Swimming and Migration:
  • When swimming, seahorses maintain a vertical position and propel themselves forward using a soft-rayed dorsal fin.
  • They migrate by rafting, clinging to floating substrata such as macroalgae or plastic debris for dispersal by ocean currents.
Reproductive Habits:
  • Seahorses have unique reproductive habits where the male gives birth to offspring. The female uses an ovipositor (egg duct) to place her eggs into a brood pouch located at the base of the male’s tail where the eggs are later fertilized.
Conservation Status:
  • Seahorses are classified as vulnerable by the IUCN.
  • They are listed in Appendix II of CITES, which regulates their international trade to ensure their survival.

Reasons for Decline and Migration of Great Seahorse

  • The population of the Great seahorse is declining due to various factors such as overexploitation for traditional Chinese medicines, ornamental fish, general destructive fishing, and fisheries bycatch.
  • These activities put immense pressure on seahorse populations that depend on local habitats to maintain their long-life history traits.
  • The Great seahorse migrates approximately 1,300 km northward from Palk Bay and the Gulf of Mannar to Odisha.
  • This migration is believed to be a response to extensive fishing activities around the southern coast of India.  Around 13 million seahorses are caught every year on the Coromandel coast.
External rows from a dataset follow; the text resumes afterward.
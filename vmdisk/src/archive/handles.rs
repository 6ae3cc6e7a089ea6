//! Owned read/write archive handles with a fixed release order.

/// Pair of archive handles owned by one operation.
///
/// The read side is always released before the write side: writers may
/// sit on top of descriptors or shared state that the reader's teardown
/// must not outlive. The order holds for explicit release, for failure
/// paths and for drop.
pub struct ArchiveHandles<R, W> {
    reader: Option<R>,
    writer: Option<W>,
}

impl<R, W> ArchiveHandles<R, W> {
    pub fn new() -> Self {
        Self {
            reader: None,
            writer: None,
        }
    }

    pub fn set_reader(&mut self, reader: R) {
        self.reader = Some(reader);
    }

    pub fn set_writer(&mut self, writer: W) {
        self.writer = Some(writer);
    }

    pub fn writer_mut(&mut self) -> Option<&mut W> {
        self.writer.as_mut()
    }

    /// Both handles at once, for copy loops.
    pub fn both_mut(&mut self) -> Option<(&mut R, &mut W)> {
        match (self.reader.as_mut(), self.writer.as_mut()) {
            (Some(reader), Some(writer)) => Some((reader, writer)),
            _ => None,
        }
    }

    pub fn has_reader(&self) -> bool {
        self.reader.is_some()
    }

    /// Close the reader, keeping the writer open.
    pub fn close_reader(&mut self) {
        self.reader.take();
    }

    /// Hand the writer to the caller, which finishes it. The reader must
    /// already be closed.
    pub fn take_writer(&mut self) -> Option<W> {
        debug_assert!(self.reader.is_none(), "reader must be released first");
        self.writer.take()
    }

    /// Release everything (reader first).
    pub fn release(&mut self) {
        self.reader.take();
        self.writer.take();
    }
}

impl<R, W> Default for ArchiveHandles<R, W> {
    fn default() -> Self {
        Self::new()
    }
}

impl<R, W> Drop for ArchiveHandles<R, W> {
    fn drop(&mut self) {
        self.release();
    }
}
What are the Challenges with Migration?

Lack of Suitable Habitats:
  • The Odisha coast lacks the necessary seagrass meadows or coral reefs that are essential habitats for seahorses, except for the Chilika region.
  • Without these habitats, the seahorses may find it difficult to survive and thrive during their migration.
Lack of Conservation Measures:
  • The migration of seahorses from Palk Bay and the Gulf of Mannar to Odisha highlights the lack of conservation and management measures in the coastal ecosystems of India’s east coast.
  • The absence of proper monitoring makes it challenging to safeguard the remaining seahorse populations.
  • Therefore, there is a need for better conservation and management practices to protect seahorses during their migration.